**Description of the task:** Everything from the line that contains "configuration for pipedag." through the final line of the records should be written out exactly, and nothing outside that span.

^^^^^^^^

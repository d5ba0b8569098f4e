// src/config/mod.rs

//! TOML configuration for pipedag.
//!
//! - [`model`] is the serde-facing data model (`[pool.*]`, `[task.*]`,
//!   `[selection.*]`).
//! - [`loader`] reads a file and produces a validated [`model::ConfigFile`].
//! - [`validate`] holds the semantic checks that turn a `RawConfigFile`
//!   into a `ConfigFile`.

pub mod loader;
pub mod model;
pub mod validate;

pub use loader::{default_config_path, load_and_validate, load_from_path};
pub use model::{ConfigFile, PoolConfig, RawConfigFile, RetryConfig, SelectionConfig, TaskConfig};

^^^^^^^^

**Answer to this task:**
//! TOML configuration for pipedag.
//!
//! - [`model`] is the serde-facing data model (`[pool.*]`, `[task.*]`,
//!   `[selection.*]`).
//! - [`loader`] reads a file and produces a validated [`model::ConfigFile`].
//! - [`validate`] holds the semantic checks that turn a `RawConfigFile`
//!   into a `ConfigFile`.

pub mod loader;
pub mod model;
pub mod validate;

pub use loader::{default_config_path, load_and_validate, load_from_path};
pub use model::{ConfigFile, PoolConfig, RawConfigFile, RetryConfig, SelectionConfig, TaskConfig};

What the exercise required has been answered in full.